"IŞİD denen eli kanlı yapılanmanın ‘İslam Çay Evi’ adlı küçük bir çay ocağında din istismarıyla gençleri kandırarak örgüte dahil ettiğini gördük" şeklinde ifade eden Tutdere, o tarihlerde yaşananları şöyle anımsattı:

"Akabinde başka çay ocakları ve kahvehaneleri de irtibat noktası haline getiren örgüt, buralarda ‘dini sohbet’ adı altında çeşitli buluşmalar düzenleyerek propagandalar gerçekleştirmiş, gençleri, hatta çocukları örgütün ağına düşürmüştür. Annelerine çarşafa girme baskısı yapan çocukların, camide namaz kılan babalarına ise ‘devletin imamının arkasında namaz kılınmayacağı’ gerekçesi ile ‘sizin yolunuz yol değil, Hak yoluna gelin’ diye çağrıda bulundukları o dönem hazırlamış olduğumuz raporumuzda mevcuttur."
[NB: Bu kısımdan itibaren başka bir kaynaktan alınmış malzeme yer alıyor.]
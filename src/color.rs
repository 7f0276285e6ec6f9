/// CSS color grammar: candidate validation and RGB resolution.
use std::collections::HashMap;
use std::sync::LazyLock;

use rand::RngExt;

/// Validation capability over candidate strings. The preview only needs a
/// yes/no answer, so any grammar with this shape can be swapped in.
pub trait ColorGrammar {
    fn is_valid(&self, candidate: &str) -> bool;
}

/// Browser-style CSS grammar: named colors, hex and functional forms.
#[derive(Clone, Copy, Debug, Default)]
pub struct CssGrammar;

impl ColorGrammar for CssGrammar {
    fn is_valid(&self, candidate: &str) -> bool {
        is_valid_color(candidate)
    }
}

/// Validate if a string is an acceptable CSS color.
pub fn is_valid_color(candidate: &str) -> bool {
    parse_css_color(candidate).is_some()
}

/// Parse a CSS color into an opaque RGB triple.
///
/// Accepted forms:
/// * named colors (the full CSS keyword table) and `transparent`
/// * `#RGB`, `#RGBA`, `#RRGGBB`, `#RRGGBBAA`
/// * `rgb()` / `rgba()` with comma- or space-separated channels
/// * `hsl()` / `hsla()` with hue in degrees
///
/// Matching is case-insensitive and surrounding whitespace is ignored.
/// Alpha components are accepted and discarded; the terminal preview has no
/// compositing. Out-of-range channels are clamped, as browsers do.
pub fn parse_css_color(candidate: &str) -> Option<(u8, u8, u8)> {
    let trimmed = candidate.trim();
    if trimmed.is_empty() {
        return None;
    }
    if let Some(hex) = trimmed.strip_prefix('#') {
        return parse_hex(hex);
    }
    if trimmed.contains('(') {
        return parse_function(trimmed);
    }
    let lowered = trimmed.to_ascii_lowercase();
    if lowered == "transparent" {
        return Some((0, 0, 0));
    }
    NAMED_COLORS.get(lowered.as_str()).copied()
}

/// Pick a suggestion from a fixed palette of named colors.
pub fn random_color() -> &'static str {
    const PALETTE: &[&str] = &[
        "tomato", "gold", "mediumseagreen", "cornflowerblue", "orchid",
        "turquoise", "salmon", "slateblue", "chartreuse", "hotpink",
        "peru", "teal", "crimson", "skyblue",
    ];
    let mut rng = rand::rng();
    PALETTE[rng.random_range(0..PALETTE.len())]
}

fn parse_hex(hex: &str) -> Option<(u8, u8, u8)> {
    let nibble = |c: u8| -> Option<u8> {
        match c {
            b'0'..=b'9' => Some(c - b'0'),
            b'a'..=b'f' => Some(c - b'a' + 10),
            b'A'..=b'F' => Some(c - b'A' + 10),
            _ => None,
        }
    };
    let bytes = hex.as_bytes();
    match bytes.len() {
        // #RGB and #RGBA expand each nibble, alpha dropped
        3 | 4 => {
            let r = nibble(bytes[0])?;
            let g = nibble(bytes[1])?;
            let b = nibble(bytes[2])?;
            if bytes.len() == 4 {
                nibble(bytes[3])?;
            }
            Some((r * 17, g * 17, b * 17))
        }
        6 | 8 => {
            let mut values = [0u8; 4];
            for (i, value) in values.iter_mut().enumerate().take(bytes.len() / 2) {
                *value = nibble(bytes[i * 2])? * 16 + nibble(bytes[i * 2 + 1])?;
            }
            Some((values[0], values[1], values[2]))
        }
        _ => None,
    }
}
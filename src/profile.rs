//! Profile service transport: one blocking GET, guarded delivery.
use std::sync::Arc;
use std::sync::atomic::{AtomicBool, Ordering};
use std::sync::mpsc::Sender;
use std::thread;
use std::time::Duration;

use reqwest::StatusCode;
use reqwest::blocking::Client;
use thiserror::Error;
use tracing::{debug, info, warn};

use crate::app::AppEvent;
use crate::types::UserRecord;

/// The fixed demo identity served by jsonplaceholder.
pub const DEFAULT_PROFILE_URL: &str = "https://jsonplaceholder.typicode.com/users/1";

const REQUEST_TIMEOUT: Duration = Duration::from_secs(10);
const USER_AGENT: &str = concat!("huebox/", env!("CARGO_PKG_VERSION"));

/// Ways the profile fetch can fail. None of these are fatal; each one
/// degrades to the Error card in the UI.
#[derive(Debug, Error)]
pub enum FetchError {
    #[error("request failed: {0}")]
    Transport(reqwest::Error),
    #[error("profile service answered {0}")]
    BadStatus(StatusCode),
    #[error("could not decode profile response: {0}")]
    Decode(reqwest::Error),
}

/// Marks whether the UI that requested the fetch is still around to receive
/// the result. Cloned into the worker thread; released on teardown.
#[derive(Clone, Debug)]
pub struct FetchGuard(Arc<AtomicBool>);

impl FetchGuard {
    pub fn acquire() -> Self {
        Self(Arc::new(AtomicBool::new(true)))
    }

    pub fn release(&self) {
        self.0.store(false, Ordering::SeqCst);
    }

    pub fn is_mounted(&self) -> bool {
        self.0.load(Ordering::SeqCst)
    }
}

/// Perform the single blocking GET against the profile service.
pub fn fetch_profile(url: &str) -> Result<UserRecord, FetchError> {
    let client = Client::builder()
        .timeout(REQUEST_TIMEOUT)
        .user_agent(USER_AGENT)
        .build()
        .map_err(FetchError::Transport)?;
    let response = client.get(url).send().map_err(FetchError::Transport)?;
    let status = response.status();
    if !status.is_success() {
        return Err(FetchError::BadStatus(status));
    }
    response.json::<UserRecord>().map_err(FetchError::Decode)
}

/// Issue the fetch on a worker thread and deliver the outcome to the event
/// loop. The result is dropped when the guard was released in the meantime;
/// the worker never touches application state itself.
pub fn spawn_fetch(
    url: String,
    guard: FetchGuard,
    events: Sender<AppEvent>,
) -> thread::JoinHandle<()> {
    thread::spawn(move || {
        debug!(%url, "fetching profile");
        let outcome = match fetch_profile(&url) {
            Ok(user) => {
                info!(name = %user.name, "profile loaded");
                Ok(user)
            }
            Err(err) => {
                warn!(%err, "profile fetch failed");
                Err(err.to_string())
            }
        };
        if !guard.is_mounted() {
            debug!("profile fetch finished after teardown, dropping result");
            return;
        }
        // The receiver going away is equivalent to teardown.
        let _ = events.send(AppEvent::ProfileResult(outcome));
    })
}
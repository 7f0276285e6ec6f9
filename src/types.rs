use serde::Deserialize;

/// Postal address as returned by the profile service. Fields are kept
/// verbatim; no formatting or validation is applied locally.
#[derive(Clone, Debug, PartialEq, Eq, Deserialize)]
pub(crate) struct Address {
    pub street: String,
    pub suite: String,
    pub city: String,
    pub zipcode: String,
}

/// A single user record from the profile service. Unknown response fields
/// are ignored during decoding.
#[derive(Clone, Debug, PartialEq, Eq, Deserialize)]
pub(crate) struct UserRecord {
    pub name: String,
    pub email: String,
    pub address: Address,
}

/// Lifecycle of the profile card. Starts in `Loading`, moves exactly once to
/// either `Loaded` or `Error`, and never transitions again.
#[derive(Clone, Debug, PartialEq, Eq)]
pub(crate) enum ProfileState {
    Loading,
    Error(String),
    Loaded(UserRecord),
}

impl ProfileState {
    /// Whether this state admits no further transition.
    pub fn is_terminal(&self) -> bool {
        !matches!(self, ProfileState::Loading)
    }
}
mod color_panel;
mod helpers;
mod profile_panel;
mod theme;

use ratatui::{
    Frame,
    layout::{Alignment, Constraint, Direction, Layout},
    style::{Color, Modifier, Style},
    text::{Line, Span, Text},
    widgets::{Block, BorderType, Borders, Paragraph},
};

use crate::app::App;
use theme::Theme;

const WELCOME_MESSAGE: &str = "Hello, welcome to Huebox!";

/// Renders the entire UI for a single frame.
pub fn draw(frame: &mut Frame, app: &App) {
    let area = frame.area();
    let layout = Layout::default()
        .direction(Direction::Vertical)
        .constraints([
            Constraint::Length(3),
            Constraint::Length(3),
            Constraint::Min(7),
            Constraint::Length(6),
            Constraint::Length(3),
        ])
        .split(area);

    let header_lines = vec![Line::from(vec![
        Span::styled(
            "  Huebox  ",
            Style::default().fg(Color::Black).bg(Theme::primary()),
        ),
        Span::raw(" "),
        Span::styled(
            "color playground",
            Style::default()
                .fg(Theme::secondary())
                .add_modifier(Modifier::BOLD),
        ),
    ])];
    let header = Paragraph::new(Text::from(header_lines))
        .alignment(Alignment::Left)
        .block(bordered_card(None));
    frame.render_widget(header, layout[0]);

    frame.render_widget(message_card(app), layout[1]);
    color_panel::render(frame, app, layout[2]);
    profile_panel::render(frame, app, layout[3]);

    let footer = Paragraph::new(Text::from(footer_line(app)))
        .alignment(Alignment::Left)
        .block(bordered_card(None));
    frame.render_widget(footer, layout[4]);
}

fn bordered_card(title: Option<&'static str>) -> Block<'static> {
    let block = Block::default()
        .borders(Borders::ALL)
        .border_type(BorderType::Rounded)
        .style(Style::default().fg(Theme::secondary()));
    match title {
        Some(title) => block.title(title),
        None => block,
    }
}

fn message_card(app: &App) -> Paragraph<'_> {
    let line = if app.show_message {
        Line::from(Span::styled(
            format!(" {WELCOME_MESSAGE}"),
            Style::default()
                .fg(Theme::accent())
                .add_modifier(Modifier::BOLD),
        ))
    } else {
        Line::from(Span::styled(
            " m: show the welcome message",
            Style::default().fg(Theme::dim()),
        ))
    };
    Paragraph::new(Text::from(vec![line])).block(bordered_card(Some(" Message ")))
}

fn footer_line(app: &App) -> Line<'_> {
    if let Some(status) = &app.status {
        return Line::from(Span::styled(
            format!(" {status}"),
            Style::default().fg(Theme::warn()),
        ));
    }
    let keys = if app.color_input_active {
        " type a color   enter/esc: done"
    } else {
        " e: edit color   s: suggest   c: clear   m: toggle message   q: quit"
    };
    Line::from(Span::styled(keys, Style::default().fg(Theme::dim())))
}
Tutdere, raporlarında, çocuklarının evi terk ederek Suriye’ye gidip gelmesi karşısında ailelerin kendi çocuklarını emniyete ihbar ettiklerini, hatta 'Diyarbakır bombacısı' olduğu iddia edilen kişinin ailesinin, çocukları evi terk etmeden 6 ay önce, Diyarbakır’daki patlamadan ise yaklaşık bir yıl önce 2014 yılında emniyete gittiği ve şikayette bulunduğunu belirttiklerine dikkat çekti.

Buna karşın bir adım atılmadığına ve "Suç işlemedilerse bir şey yapamayız" denilerek durumun geçiştirildiğinin altını çizen Tutdere,"Benzer şekilde eli kanlı FETÖ terör örgütü de eylemler gerçekleştirmiş, din istismarı ile örgüte pek çok mensup kazandırmış, devletin içine sızarak darbeye kalkışmıştı. Bütün bu yaşananlardan ders alınması gerekiyor." dedi.

Soru önergesi

Konuyla ilgili İçişleri Bakanı Süleyman Soylu’nun yanıtlaması istemiyle soru önergesi de veren Tutdere, "Selefi derneklerinin geçen yıllarda şahit olduğumuz IŞİD ve FETÖ yapılanmasına benzer bir yapılanma içerisinde oldukları anlaşılmaktadır. Yaşanan elim olaylara yeniden sebebiyet vermeden önlemler alınması, gerekli çalışmaların ivedilikle yapılması önem arz etmektedir."dedi.